CAIRN.INFO : Matières à réflexion

1 S’intéresser dans un après-coup aux parcours des enfants suivis par les services de protection de l’enfance constitue l’apport particulier de la recherche doctorale menée par la sociologue Émilie Potin et publiée chez Érès dans la collection « Pratiques du champ social ». Si ce travail lui permet de repérer et de caractériser différents types de parcours, son objectif est de donner un aperçu de la réalité et du vécu des placements d’enfants mis en œuvre par les dispositifs de protection de l’enfance et permettre ainsi aux acteurs politiques et aux cadres administratifs de mieux comprendre pour mieux agir.

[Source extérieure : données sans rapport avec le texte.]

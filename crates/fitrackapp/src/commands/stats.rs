//! Aggregate statistics over activity logs.
//!
//! Every statistic is an arithmetic mean, and a mean over nothing is an
//! error ([`FitrackError::EmptyInput`]) rather than `0.0` or `NaN`. UIs are
//! expected to check for an empty log list first and say so.

use crate::commands::logs;
use crate::error::{FitrackError, Result};
use crate::model::{Log, RecordId};
use crate::store::DataStore;
use serde::Serialize;

/// Per-user progress.
#[derive(Debug, Clone, PartialEq, Serialize)]
pub struct ProgressSummary {
    pub mean_steps: f64,
    pub mean_calories_burned: f64,
}

/// Averages across every log in the system.
#[derive(Debug, Clone, PartialEq, Serialize)]
pub struct HealthReport {
    pub mean_steps: f64,
    pub mean_calories_burned: f64,
    pub mean_calories_consumed: f64,
}

pub fn mean(values: &[f64]) -> Result<f64> {
    if values.is_empty() {
        return Err(FitrackError::EmptyInput);
    }
    Ok(values.iter().sum::<f64>() / values.len() as f64)
}

fn mean_of(logs: &[Log], field: impl Fn(&Log) -> f64) -> Result<f64> {
    let values: Vec<f64> = logs.iter().map(field).collect();
    mean(&values)
}

pub fn summarize_logs(logs: &[Log]) -> Result<ProgressSummary> {
    Ok(ProgressSummary {
        mean_steps: mean_of(logs, |l| l.steps as f64)?,
        mean_calories_burned: mean_of(logs, |l| l.calories_burned as f64)?,
    })
}

pub fn global_report(logs: &[Log]) -> Result<HealthReport> {
    Ok(HealthReport {
        mean_steps: mean_of(logs, |l| l.steps as f64)?,
        mean_calories_burned: mean_of(logs, |l| l.calories_burned as f64)?,
        mean_calories_consumed: mean_of(logs, |l| l.calories_consumed as f64)?,
    })
}

/// A user's logs together with their summary.
pub fn progress<S: DataStore>(
    store: &S,
    user_id: RecordId,
) -> Result<(Vec<Log>, ProgressSummary)> {
    let logs = logs::list_for_user(store, user_id)?;
    let summary = summarize_logs(&logs)?;
    Ok((logs, summary))
}

pub fn report<S: DataStore>(store: &S) -> Result<HealthReport> {
    global_report(&logs::list_all(store)?)
}
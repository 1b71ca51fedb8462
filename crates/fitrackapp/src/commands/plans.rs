use crate::commands::helpers::next_id;
use crate::error::Result;
use crate::model::Plan;
use crate::store::DataStore;
use tracing::debug;

pub fn add<S: DataStore>(store: &mut S, plan_type: String, description: String) -> Result<Plan> {
    let mut plans: Vec<Plan> = store.load()?;
    let plan = Plan::new(next_id(&plans)?, plan_type, description)?;
    plans.push(plan.clone());
    store.save(&plans)?;

    debug!(plan_id = plan.plan_id, "added plan");
    Ok(plan)
}

pub fn list<S: DataStore>(store: &S) -> Result<Vec<Plan>> {
    store.load()
}
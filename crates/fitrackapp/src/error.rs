use crate::model::Collection;
use thiserror::Error;

#[derive(Error, Debug)]
pub enum FitrackError {
    #[error("{kind} not found: {id}")]
    NotFound { kind: &'static str, id: u64 },

    #[error("Storage for {collection} is corrupt: {reason}")]
    StorageCorrupt {
        collection: Collection,
        reason: String,
    },

    #[error("Storage for {collection} is unavailable: {source}")]
    StorageUnavailable {
        collection: Collection,
        #[source]
        source: std::io::Error,
    },

    #[error("Cannot compute a mean over no values")]
    EmptyInput,

    #[error("Invalid input: {0}")]
    InvalidInput(String),

    #[error("Config error: {0}")]
    Config(String),

    #[error("{0}")]
    Api(String),
}

impl FitrackError {
    pub fn user_not_found(id: u64) -> Self {
        FitrackError::NotFound { kind: "User", id }
    }

    pub fn corrupt(collection: Collection, reason: impl ToString) -> Self {
        FitrackError::StorageCorrupt {
            collection,
            reason: reason.to_string(),
        }
    }

    pub fn unavailable(collection: Collection, source: std::io::Error) -> Self {
        FitrackError::StorageUnavailable { collection, source }
    }
}

pub type Result<T> = std::result::Result<T, FitrackError>;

2 Son propos s’appuie sur un recueil de données approfondi. Son corpus riche et diversifié comprend l’analyse de 350 dossiers d’enfants pris en charge par l’Aide sociale à l’enfance (ASE) d’un département français et l’étude de 18 trajectoires d’enfants placés. L’originalité de son travail est de donner la parole aux différents protagonistes concernés par un placement : pour chaque situation elle a rencontré l’enfant ou l’adolescent ayant fait l’objet de la mesure de protection de l’enfance, son ou ses parents et au moins un professionnel de l’ASE. Cette méthode permet d’avoir accès à la diversité des points de vue et met en évidence la complexité des situations. Il faudra toutefois rester prudent dans la lecture des situations présentées car la dimension d’après-coup du recueil des données introduit un regard éloigné qui ouvre des perspectives de compréhension des situations sociales et psychiques pas forcément évidentes au moment où les décisions se prennent. Soulignons néanmoins que cette étude a le mérite d’amener le lecteur à s’interroger sur la notion d’urgence et de danger en particulier dans des situations de fragilité, qu’elle soit sociale ou psychique.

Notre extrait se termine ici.